KNN function wording
import numpy as np
from math import sqrt
from collections import Counter
def KNN_classify(k,X_train,y_train,x):
assert 1<=k<X_train.shape[0],"k must be valid"
assert X_train.shape[0] == y_train.shape[0],\
"the size of X_train must equal to the size of y_train"
assert X_train.shape[1] == x.shape[0],\
"the feature number of x must be equal to X_train"
distances=[sqrt(np.sum((X_train-x)**2)) for x_train in X_train]
nearest=np.argsort(distances)
topK_y=[y_train[i] for i in nearest[:k]]
votes=Counter(topK_y)
return votes.most_common(1)[0][0] #返回类型
Scikit-learn using the KNN
from sklearn.neighbors import KNeighborsClassifier
import numpy as np
KNN_classifier=KNeighborsClassifier(n_neighbors=6) #传入k的值
#这里我随便搞的训练数据
x_train=np.arange(0,100).reshape(-1,2) #x是矩阵
y_train=np.random.randint(0,2,50) #y是数组
KNN_classifier.fit(x_train,y_train) #传入训练数据集
x=np.array([1,3]) #测试数据
x=x.reshape(1,-1) #测试数据只能传矩阵为参数
y=KNN_classifier.predict(x)[0] #因为我只测试了一组数据,所以取[0]即可
KNN class writing
KNN.py
import numpy as np
from math import sqrt
from collections import Counter
from K近邻算法包.metrics import accuracy_score
class KNNClassifier:
def __init__(self, k):
"""初始化kNN分类器"""
assert k >= 1, "k must be valid"
self.k = k
self._X_train = None #私有变量
self._y_train = None
def fit(self, X_train, y_train):
"""根据训练数据集X_train和y_train训练kNN分类器"""
assert X_train.shape[0] == y_train.shape[0], \
"the size of X_train must be equal to the size of y_train"
assert self.k <= X_train.shape[0], \
"the size of X_train must be at least k."
self._X_train = X_train
self._y_train = y_train
return self
def predict(self, X_predict):
"""给定待预测数据集X_predict,返回表示X_predict的结果向量"""
assert self._X_train is not None and self._y_train is not None, \
"must fit before predict!"
assert X_predict.shape[1] == self._X_train.shape[1], \
"the feature number of X_predict must be equal to X_train"
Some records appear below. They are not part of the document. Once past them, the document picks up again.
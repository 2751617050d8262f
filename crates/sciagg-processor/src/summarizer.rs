//! Casual-language summaries assembled from the extracted parts of an abstract.

use sciagg_common::config::Settings;
use sciagg_common::text::{capitalize, collapse_whitespace, split_sentences, truncate_words, word_count};

use crate::extract::{extract_info, ExtractedInfo};
use crate::jargon::simplify_jargon;

pub const NOT_ENOUGH_INFO: &str = "Not enough information to summarize this article.";

/// Sentences used when no pattern matched.
const FALLBACK_SENTENCES: usize = 3;

#[derive(Debug, Clone, Copy, PartialEq, Eq, Default)]
pub enum SummaryStyle {
    /// Templated plain-language summary.
    #[default]
    Casual,
    /// Leading sentences of the abstract, vocabulary untouched.
    Technical,
}

impl SummaryStyle {
    /// Unknown names fall back to casual.
    pub fn parse(name: &str) -> Self {
        match name.trim().to_lowercase().as_str() {
            "technical" => SummaryStyle::Technical,
            _           => SummaryStyle::Casual,
        }
    }
}

#[derive(Debug, Clone)]
pub struct Summarizer {
    max_words: usize,
    style: SummaryStyle,
}

impl Summarizer {
    pub fn new(max_words: usize, style: SummaryStyle) -> Self {
        Self { max_words: max_words.max(1), style }
    }

    pub fn from_settings(settings: &Settings) -> Self {
        Self::new(
            settings.text_processing.max_summary_length,
            SummaryStyle::parse(&settings.text_processing.summary_style),
        )
    }

    pub fn max_words(&self) -> usize {
        self.max_words
    }

    pub fn summarize(&self, abstract_text: &str) -> String {
        let text = collapse_whitespace(abstract_text);
        if text.is_empty() {
            return NOT_ENOUGH_INFO.to_string();
        }
        let summary = match self.style {
            SummaryStyle::Technical => leading_sentences(&text),
            SummaryStyle::Casual => {
                let info = extract_info(&text);
                compose(&info).unwrap_or_else(|| plain_fallback(&text))
            }
        };
        limit_length(&summary, self.max_words)
    }

    /// Summarize with the extraction already done by the caller.
    pub fn summarize_extracted(&self, abstract_text: &str, info: &ExtractedInfo) -> String {
        let text = collapse_whitespace(abstract_text);
        if text.is_empty() {
            return NOT_ENOUGH_INFO.to_string();
        }
        if self.style == SummaryStyle::Technical {
            return limit_length(&leading_sentences(&text), self.max_words);
        }
        let summary = compose(info).unwrap_or_else(|| plain_fallback(&text));
        limit_length(&summary, self.max_words)
    }
}

fn leading_sentences(text: &str) -> String {
    split_sentences(text)
        .into_iter()
        .take(FALLBACK_SENTENCES)
        .collect::<Vec<_>>()
        .join(" ")
}

fn plain_fallback(text: &str) -> String {
    capitalize(&simplify_jargon(&leading_sentences(text)))
}

/// Templated summary, or `None` when none of the prose fields were found.
fn compose(info: &ExtractedInfo) -> Option<String> {
    if info.problem.is_none()
        && info.methodology.is_none()
        && info.results.is_none()
        && info.conclusions.is_none()
    {
        return None;
    }

    let mut parts: Vec<String> = Vec::new();
    if let Some(problem) = &info.problem {
        parts.push(format!("The researchers tackled {}", lower_first(problem)));
    }
    if let Some(method) = &info.methodology {
        parts.push(format!("Their approach: {}", lower_first(method)));
    }
    if let Some(data) = &info.data_info {
        parts.push(format!("The study drew on {}", lower_first(data)));
    }
    if let Some(results) = &info.results {
        let results = strip_leading_that(results);
        parts.push(format!("The results showed that {}", lower_first(results)));
    }
    if !info.key_numbers.is_empty() {
        parts.push(format!("Key figures include {}", info.key_numbers.join(", ")));
    }
    if let Some(conclusions) = &info.conclusions {
        parts.push(format!("The authors conclude that {}", lower_first(conclusions)));
    }

    let body = parts
        .iter()
        .map(|p| p.trim_end_matches(['.', ' ']))
        .collect::<Vec<_>>()
        .join(". ");
    Some(format!("{body}."))
}

fn strip_leading_that(text: &str) -> &str {
    match text.get(..5) {
        Some(head) if head.eq_ignore_ascii_case("that ") => &text[5..],
        _ => text,
    }
}

/// Lowercase the first letter unless the word is an acronym ("DNA", "RNA-seq").
pub fn lower_first(text: &str) -> String {
    let mut chars = text.chars();
    let Some(first) = chars.next() else {
        return String::new();
    };
    let second_upper = text.chars().nth(1).is_some_and(|c| c.is_uppercase());
    if second_upper {
        return text.to_string();
    }
    first.to_lowercase().chain(chars).collect()
}

/// Cap `text` at `max_words`. A cut lands on the last sentence end when that
/// falls within the final 30% of the truncated text, else "..." is appended.
pub fn limit_length(text: &str, max_words: usize) -> String {
    if word_count(text) <= max_words {
        return text.to_string();
    }
    let truncated = truncate_words(text, max_words);
    match truncated.rfind('.') {
        Some(pos) if pos as f64 > truncated.len() as f64 * 0.7 => truncated[..=pos].to_string(),
        _ => format!("{}...", truncated.trim_end_matches([',', ';', ':'])),
    }
}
y_predict = [self._predict(x) for x in X_predict]
return np.array(y_predict)
def _predict(self, x):
"""给定单个待预测数据x,返回x的预测结果值"""
assert x.shape[0] == self._X_train.shape[1], \
"the feature number of x must be equal to X_train"
distances = [sqrt(np.sum((x_train - x) ** 2))
for x_train in self._X_train]
nearest = np.argsort(distances)
topK_y = [self._y_train[i] for i in nearest[:self.k]]
votes = Counter(topK_y)
return votes.most_common(1)[0][0]
def __repr__(self): #自我描述,在创建对象时打印
return "KNN(k=%d)" % self.k
Test algorithm accuracy
model_selection.py:
import numpy as np
def train_test_split(X, y, test_ratio=0.2, seed=None):
"""将数据 X 和 y 按照test_ratio分割成X_train, X_test, y_train, y_test"""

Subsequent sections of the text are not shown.